- [What the exercise asks] For the records below, tally every line that has the word "toggle" and reply with the number alone.

Data under study section start

impl<S: RenderSurface> Editor<S> {
    pub fn new(surface: S, config: EditorConfig) -> Self {
        Self {
            registry: SceneRegistry::new(surface, config),
            history: History::new(),
            input: InputState::default(),
            timing: FrameTiming::new("meshforge", Instant::now()),
            pending_highlight: None,
            selected: None,
        }
    }

    pub fn registry(&self) -> &SceneRegistry<S> {
        &self.registry
    }

    pub fn history(&self) -> &History {
        &self.history
    }

    pub fn timing(&self) -> &FrameTiming {
        &self.timing
    }

    pub fn current(&self) -> Option<&SceneProject<S>> {
        self.registry.current()
    }

    /// The open scene, e.g. for camera control or drag entry points.
    pub fn current_mut(&mut self) -> Option<&mut SceneProject<S>> {
        self.registry.current_mut()
    }

    pub fn selected_id(&self) -> Option<&str> {
        self.selected.as_deref()
    }

    pub fn create_scene(&mut self, name: Option<&str>) -> String {
        self.reset_session();
        self.registry.create(name)
    }

    pub fn switch_scene(&mut self, id: &str) -> Result<(), EditorError> {
        if self.registry.current_id() == Some(id) {
            return Ok(());
        }
        self.registry.switch_to(id)?;
        self.reset_session();
        Ok(())
    }

    pub fn delete_scene(&mut self, id: &str) -> bool {
        if self.registry.current_id() == Some(id) {
            self.reset_session();
        }
        self.registry.delete(id)
    }

    pub fn rename_scene(&mut self, id: &str, name: &str) -> bool {
        self.registry.rename(id, name)
    }

    /// Create a top-level mesh of `kind` with kind defaults. It is selected
    /// after the tick that builds it.
    pub fn add_mesh(&mut self, kind: impl Into<MeshKind>) -> Option<MeshId> {
        let kind = kind.into();
        let id = generate_id(kind.as_str());
        let spec = MeshSpec::new(kind).with_id(id.clone());
        let entry = UndoEntry::new(
            format!("add {}", id),
            vec![Command::create(spec)],
            vec![Command::remove(id.clone())],
        );
        if !self.perform(entry) {
            return None;
        }
        self.pending_highlight = Some(id.clone());
        Some(id)
    }

    pub fn delete_mesh(&mut self, id: &str) -> bool {
        self.settle();
        let Some(snapshot) = self.snapshot(id) else {
            return false;
        };
        let entry = UndoEntry::new(
            format!("delete {}", id),
            vec![Command::remove(id)],
            vec![Command::create(snapshot.to_spec())],
        );
        if !self.perform(entry) {
            return false;
        }
        if self.selected.as_deref() == Some(id) {
            self.selected = None;
        }
        true
    }

    pub fn delete_selection(&mut self) -> bool {
        match self.selected.clone() {
            Some(id) => self.delete_mesh(&id),
            None => false,
        }
    }

    /// Partial update. The inverse restores exactly the fields touched and
    /// the forward replays the position that was actually stored.
    pub fn update_mesh(&mut self, id: &str, mut changes: MeshChanges) -> bool {
        if changes.is_empty() {
            return false;
        }
        self.settle();
        let Some(before) = self.snapshot(id) else {
            return false;
        };
        if let Some(position) = changes.position.filter(|_| !changes.exact_position) {
            if let Some(project) = self.registry.current() {
                changes.position = Some(project.snapped_position(position));
                changes.exact_position = true;
            }
        }
        let inverse = inverse_changes(&before, &changes);
        let entry = UndoEntry::new(
            format!("update {}", id),
            vec![Command::update(id, changes)],
            vec![Command::update(id, inverse)],
        );
        self.perform(entry)
    }

    /// Group existing meshes under a new merged node at the origin. Needs at
    /// least two known ids; unknown and repeated ids are skipped.
    pub fn merge(&mut self, ids: &[MeshId]) -> Option<MeshId> {
        self.settle();
        let project = self.current_or_warn()?;
        let mut members: Vec<MeshEntity> = Vec::new();
        for id in ids {
            if members.iter().any(|member| &member.id == id) {
                continue;
            }
            match project.get(id) {
                Some(entity) => members.push(entity),
                None => log::warn!("Merge: unknown mesh '{}' skipped", id),
            }
        }
        if members.len() < 2 {
            log::warn!("Merge needs at least two meshes, got {}", members.len());
            return None;
        }

        let group = generate_id(MeshKind::Merged.as_str());
        let params = MeshParams::Merged(MergedParams {
            merged_ids: members.iter().map(|member| member.id.clone()).collect(),
            original_parents: members
                .iter()
                .map(|member| (member.id.clone(), member.parent.clone()))
                .collect(),
            ..MergedParams::default()
        });
        let spec = MeshSpec::new(MeshKind::Merged)
            .with_id(group.clone())
            .with_params(params.to_value());
        let mut forward = vec![Command::create(spec)];
        forward.extend(members.iter().map(|member| {
            Command::update(
                member.id.clone(),
                MeshChanges::new().parent(Some(group.clone())),
            )
        }));
        let entry = UndoEntry::new(
            format!("merge {}", group),
            forward,
            vec![Command::split(group.clone())],
        );
        if !self.perform(entry) {
            return None;
        }
        self.pending_highlight = Some(group.clone());
        Some(group)
    }

    pub fn split(&mut self, id: &str) -> bool {
        self.settle();
        let Some(group) = self.snapshot(id).filter(MeshEntity::is_merged) else {
            return false;
        };
        let Some(params) = group.params.merged() else {
            return false;
        };
        let mut inverse = vec![Command::create(group.to_spec())];
        inverse.extend(params.merged_ids.iter().map(|child| {
            Command::update(child.clone(), MeshChanges::new().parent(Some(group.id.clone())))
        }));
        let entry = UndoEntry::new(format!("split {}", id), vec![Command::split(id)], inverse);
        self.perform(entry)
    }

    pub fn select(&mut self, id: Option<&str>) -> bool {
        let Some(project) = self.registry.current_mut() else {
            return false;
        };
        if !project.highlight(id) {
            return false;
        }
        self.selected = id.map(str::to_string);
        true
    }

    pub fn select_at(&mut self, x: f32, y: f32, toggle: bool) -> Option<MeshId> {
        let project = self.registry.current_mut()?;
        let hit = project.select_at(x, y, toggle);
        self.selected = project.selected_id().map(str::to_string);
        hit
    }

    pub fn undo(&mut self) -> bool {
        self.history.undo(&mut self.registry)
    }

    pub fn redo(&mut self) -> bool {
        self.history.redo(&mut self.registry)
    }

    /// Feed a key transition; returns whether a shortcut ran.
    pub fn handle_key(&mut self, key: Key, pressed: bool) -> bool {
        match self.input.handle_key(key, pressed) {
            Some(EditorAction::DeleteSelection) => self.delete_selection(),
            Some(EditorAction::Undo) => self.undo(),
            Some(EditorAction::Redo) => self.redo(),
            None => false,
        }
    }

    pub fn set_snap_enabled(&mut self, enabled: bool) {
        self.registry.set_snap_enabled(enabled);
    }

    pub fn set_snap_value(&mut self, value: f32) {
        self.registry.set_snap_value(value);
    }

    pub fn set_grid_visible(&mut self, visible: bool) {
        self.registry.set_grid_visible(visible);
    }

    pub fn set_axes_visible(&mut self, visible: bool) {
        self.registry.set_axes_visible(visible);
    }

    /// One host frame: run the open scene's tick, resolve a pending
    /// selection and hand back the scene's notifications.
    pub fn tick(&mut self, now: Instant) -> Vec<SceneEvent> {
        let started = Instant::now();
        let mut events = Vec::new();
        if let Some(project) = self.registry.current_mut() {
            project.tick();
            if let Some(id) = self.pending_highlight.take() {
                if !project.highlight(Some(id.as_str())) {
                    log::debug!("Pending selection '{}' no longer exists", id);
                }
            }
            events = project.take_events();
        }
        for event in &events {
            if let SceneEvent::SelectionChanged(id) = event {
                self.selected = id.clone();
            }
        }
        self.timing.set_tick_ms(started.elapsed().as_secs_f32() * 1000.0);
        self.timing.update(now);
        events
    }

    /// Serialize the open scene into its slot and write it to `path`.
    pub fn save_to_file(&mut self, path: &Path) -> Result<SceneDocument, EditorError> {
        let document = self.registry.save_current().ok_or(EditorError::NoScene)?;
        save_document_to_file(&document, path)?;
        log::info!("Saved scene '{}' to {}", document.id, path.display());
        Ok(document)
    }

    /// Import a document into the open scene, merging or overwriting.
    /// Imports are not undoable and reset the history.
    pub fn import_file(&mut self, path: &Path, overwrite: bool) -> Result<usize, EditorError> {
        let document = load_document_from_file(path)?;
        let project = self.registry.current_mut().ok_or(EditorError::NoScene)?;
        let count = if overwrite {
            project.replace(&document)?
        } else {
            project.load(&document)?
        };
        self.history.clear();
        if overwrite {
            self.selected = None;
        }
        Ok(count)
    }

    /// Open a document file as a scene of its own.
    pub fn open_file(&mut self, path: &Path) -> Result<String, EditorError> {
        let document = load_document_from_file(path)?;
        let id = self.registry.open_document(document)?;
        self.reset_session();
        Ok(id)
    }

    fn perform(&mut self, entry: UndoEntry) -> bool {
        let Some(project) = self.registry.current_mut() else {
            log::warn!("No scene is open, '{}' ignored", entry.label);
            return false;
        };
        match project.submit(&entry.forward) {
            Ok(()) => {
                self.history.record(entry);
                true
            }
            Err(err) => {
                log::warn!("'{}' rejected: {}", entry.label, err);
                false
            }
        }
    }

    /// Apply commands still queued from earlier actions, so snapshots see
    /// the state the next command will actually run against.
    fn settle(&mut self) {
        if let Some(project) = self.registry.current_mut() {
            project.process_commands();
        }
    }

    fn snapshot(&self, id: &str) -> Option<MeshEntity> {
        let entity = self.current_or_warn()?.get(id);
        if entity.is_none() {
            log::debug!("No mesh '{}' in the open scene", id);
        }
        entity
    }

    fn current_or_warn(&self) -> Option<&SceneProject<S>> {
        let project = self.registry.current();
        if project.is_none() {
            log::warn!("No scene is open");
        }
        project
    }

    fn reset_session(&mut self) {
        self.history.clear();
        self.pending_highlight = None;
        self.selected = None;
    }
}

Data under study section end

- [Answer for this exercise] 2